┌──

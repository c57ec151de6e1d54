//! The dataset loader contract.
//!
//! A loader exposes a fixed set of columns and a small parameter surface
//! (season/filter style). The schema reference is the contract the
//! generation model is grounded on; loaders must honor it exactly.

use serde::{Deserialize, Serialize};

use crate::table::Table;

/// Errors a dataset loader can raise.
#[derive(Debug, thiserror::Error)]
pub enum LoaderError {
    /// A parameter value the loader cannot serve (e.g. a season outside
    /// its coverage).
    #[error("unsupported parameter: {message}")]
    UnsupportedParam {
        /// Error description.
        message: String,
    },

    /// Loader-internal failure (I/O, upstream service, ...).
    #[error("loader error: {message}")]
    Internal {
        /// Error description.
        message: String,
    },
}

/// Parameters accepted by a loader's `load` call.
///
/// All fields are optional; a loader returns its full coverage when no
/// parameter narrows it.
#[derive(Clone, Debug, Default, PartialEq, Eq, Serialize, Deserialize)]
#[serde(deny_unknown_fields)]
pub struct LoaderParams {
    /// Season to load (e.g. 2025).
    #[serde(skip_serializing_if = "Option::is_none")]
    pub season: Option<i64>,
    /// Week within the season.
    #[serde(skip_serializing_if = "Option::is_none")]
    pub week: Option<i64>,
}

/// Declared parameter of a loader, surfaced in the schema reference.
#[derive(Clone, Debug, PartialEq, Eq, Serialize, Deserialize)]
pub struct ParamSpec {
    /// Parameter name (matches a [`LoaderParams`] field).
    pub name: String,
    /// Short description for prompt grounding.
    pub description: String,
}

impl ParamSpec {
    /// Build a parameter spec.
    pub fn new(name: impl Into<String>, description: impl Into<String>) -> Self {
        Self {
            name: name.into(),
            description: description.into(),
        }
    }
}

/// A named dataset loader the sandbox can execute plans against.
///
/// Implementors must be `Send + Sync`; `load` runs on a blocking thread
/// inside the sandbox's timeout and must return a fresh [`Table`] per call
/// (no state crosses attempts).
pub trait DatasetLoader: Send + Sync {
    /// Loader name as referenced by query plans (e.g. `"player_stats"`).
    fn name(&self) -> &str;

    /// One-line description for prompt grounding.
    fn description(&self) -> &str;

    /// Parameters this loader accepts.
    fn parameters(&self) -> Vec<ParamSpec>;

    /// Column names this loader's tables carry; fixed per loader.
    fn columns(&self) -> Vec<String>;

    /// Load tabular data for the given parameters.
    fn load(&self, params: &LoaderParams) -> Result<Table, LoaderError>;
}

└──

- EXERCISE INSTRUCTIONS -
Everything in the data must be repeated exactly; leave no line out.

- RESULT -
repository c57ec151de6e1d54
//! The dataset loader contract.
//!
//! A loader exposes a fixed set of columns and a small parameter surface
//! (season/filter style). The schema reference is the contract the
//! generation model is grounded on; loaders must honor it exactly.

use serde::{Deserialize, Serialize};

use crate::table::Table;

/// Errors a dataset loader can raise.
#[derive(Debug, thiserror::Error)]
pub enum LoaderError {
    /// A parameter value the loader cannot serve (e.g. a season outside
    /// its coverage).
    #[error("unsupported parameter: {message}")]
    UnsupportedParam {
        /// Error description.
        message: String,
    },

    /// Loader-internal failure (I/O, upstream service, ...).
    #[error("loader error: {message}")]
    Internal {
        /// Error description.
        message: String,
    },
}

/// Parameters accepted by a loader's `load` call.
///
/// All fields are optional; a loader returns its full coverage when no
/// parameter narrows it.
#[derive(Clone, Debug, Default, PartialEq, Eq, Serialize, Deserialize)]
#[serde(deny_unknown_fields)]
pub struct LoaderParams {
    /// Season to load (e.g. 2025).
    #[serde(skip_serializing_if = "Option::is_none")]
    pub season: Option<i64>,
    /// Week within the season.
    #[serde(skip_serializing_if = "Option::is_none")]
    pub week: Option<i64>,
}

/// Declared parameter of a loader, surfaced in the schema reference.
#[derive(Clone, Debug, PartialEq, Eq, Serialize, Deserialize)]
pub struct ParamSpec {
    /// Parameter name (matches a [`LoaderParams`] field).
    pub name: String,
    /// Short description for prompt grounding.
    pub description: String,
}

impl ParamSpec {
    /// Build a parameter spec.
    pub fn new(name: impl Into<String>, description: impl Into<String>) -> Self {
        Self {
            name: name.into(),
            description: description.into(),
        }
    }
}

/// A named dataset loader the sandbox can execute plans against.
///
/// Implementors must be `Send + Sync`; `load` runs on a blocking thread
/// inside the sandbox's timeout and must return a fresh [`Table`] per call
/// (no state crosses attempts).
pub trait DatasetLoader: Send + Sync {
    /// Loader name as referenced by query plans (e.g. `"player_stats"`).
    fn name(&self) -> &str;

    /// One-line description for prompt grounding.
    fn description(&self) -> &str;

    /// Parameters this loader accepts.
    fn parameters(&self) -> Vec<ParamSpec>;

    /// Column names this loader's tables carry; fixed per loader.
    fn columns(&self) -> Vec<String>;

    /// Load tabular data for the given parameters.
    fn load(&self, params: &LoaderParams) -> Result<Table, LoaderError>;
}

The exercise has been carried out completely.